> [WORKING DATA]

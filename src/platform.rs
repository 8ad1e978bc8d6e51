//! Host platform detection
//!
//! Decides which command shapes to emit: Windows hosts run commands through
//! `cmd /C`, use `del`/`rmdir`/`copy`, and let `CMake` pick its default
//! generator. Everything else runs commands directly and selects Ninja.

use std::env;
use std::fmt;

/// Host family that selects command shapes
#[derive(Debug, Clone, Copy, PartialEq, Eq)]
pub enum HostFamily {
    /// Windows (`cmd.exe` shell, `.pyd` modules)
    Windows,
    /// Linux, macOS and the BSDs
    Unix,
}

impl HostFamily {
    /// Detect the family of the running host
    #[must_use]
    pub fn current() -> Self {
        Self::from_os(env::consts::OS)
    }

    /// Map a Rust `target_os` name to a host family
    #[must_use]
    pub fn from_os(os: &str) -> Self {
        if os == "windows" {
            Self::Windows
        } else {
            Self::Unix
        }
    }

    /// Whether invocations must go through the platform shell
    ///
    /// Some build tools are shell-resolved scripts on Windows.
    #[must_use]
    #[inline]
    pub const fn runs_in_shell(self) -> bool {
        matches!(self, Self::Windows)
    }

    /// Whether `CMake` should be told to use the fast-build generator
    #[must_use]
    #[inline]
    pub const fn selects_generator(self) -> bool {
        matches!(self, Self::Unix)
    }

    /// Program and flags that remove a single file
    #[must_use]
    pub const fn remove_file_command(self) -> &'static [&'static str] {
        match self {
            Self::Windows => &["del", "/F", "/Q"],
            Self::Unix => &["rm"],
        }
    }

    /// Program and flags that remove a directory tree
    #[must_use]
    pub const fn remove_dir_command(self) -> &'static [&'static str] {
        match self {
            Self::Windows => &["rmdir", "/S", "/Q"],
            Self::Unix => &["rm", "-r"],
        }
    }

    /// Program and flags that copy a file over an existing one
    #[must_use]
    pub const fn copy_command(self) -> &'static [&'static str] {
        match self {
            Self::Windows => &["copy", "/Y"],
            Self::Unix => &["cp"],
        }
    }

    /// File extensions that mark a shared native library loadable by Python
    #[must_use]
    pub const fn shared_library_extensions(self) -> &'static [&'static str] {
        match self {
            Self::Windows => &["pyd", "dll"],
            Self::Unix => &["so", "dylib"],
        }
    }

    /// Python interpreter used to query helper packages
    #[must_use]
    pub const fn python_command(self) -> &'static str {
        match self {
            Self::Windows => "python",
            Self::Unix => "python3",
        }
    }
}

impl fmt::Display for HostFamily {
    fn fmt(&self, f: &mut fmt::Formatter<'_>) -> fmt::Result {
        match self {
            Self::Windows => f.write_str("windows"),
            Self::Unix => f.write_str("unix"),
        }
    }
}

> [EXERCISE REQUIREMENTS]
Retype the data. Every line must match the original exactly.

> [TASK RESPONSE]
filename src/platform.rs
repository 8ad1e978bc8d6e51
//! Host platform detection
//!
//! Decides which command shapes to emit: Windows hosts run commands through
//! `cmd /C`, use `del`/`rmdir`/`copy`, and let `CMake` pick its default
//! generator. Everything else runs commands directly and selects Ninja.

use std::env;
use std::fmt;

/// Host family that selects command shapes
#[derive(Debug, Clone, Copy, PartialEq, Eq)]
pub enum HostFamily {
    /// Windows (`cmd.exe` shell, `.pyd` modules)
    Windows,
    /// Linux, macOS and the BSDs
    Unix,
}

impl HostFamily {
    /// Detect the family of the running host
    #[must_use]
    pub fn current() -> Self {
        Self::from_os(env::consts::OS)
    }

    /// Map a Rust `target_os` name to a host family
    #[must_use]
    pub fn from_os(os: &str) -> Self {
        if os == "windows" {
            Self::Windows
        } else {
            Self::Unix
        }
    }

    /// Whether invocations must go through the platform shell
    ///
    /// Some build tools are shell-resolved scripts on Windows.
    #[must_use]
    #[inline]
    pub const fn runs_in_shell(self) -> bool {
        matches!(self, Self::Windows)
    }

    /// Whether `CMake` should be told to use the fast-build generator
    #[must_use]
    #[inline]
    pub const fn selects_generator(self) -> bool {
        matches!(self, Self::Unix)
    }

    /// Program and flags that remove a single file
    #[must_use]
    pub const fn remove_file_command(self) -> &'static [&'static str] {
        match self {
            Self::Windows => &["del", "/F", "/Q"],
            Self::Unix => &["rm"],
        }
    }

    /// Program and flags that remove a directory tree
    #[must_use]
    pub const fn remove_dir_command(self) -> &'static [&'static str] {
        match self {
            Self::Windows => &["rmdir", "/S", "/Q"],
            Self::Unix => &["rm", "-r"],
        }
    }

    /// Program and flags that copy a file over an existing one
    #[must_use]
    pub const fn copy_command(self) -> &'static [&'static str] {
        match self {
            Self::Windows => &["copy", "/Y"],
            Self::Unix => &["cp"],
        }
    }

    /// File extensions that mark a shared native library loadable by Python
    #[must_use]
    pub const fn shared_library_extensions(self) -> &'static [&'static str] {
        match self {
            Self::Windows => &["pyd", "dll"],
            Self::Unix => &["so", "dylib"],
        }
    }

    /// Python interpreter used to query helper packages
    #[must_use]
    pub const fn python_command(self) -> &'static str {
        match self {
            Self::Windows => "python",
            Self::Unix => "python3",
        }
    }
}

impl fmt::Display for HostFamily {
    fn fmt(&self, f: &mut fmt::Formatter<'_>) -> fmt::Result {
        match self {
            Self::Windows => f.write_str("windows"),
            Self::Unix => f.write_str("unix"),
        }
    }
}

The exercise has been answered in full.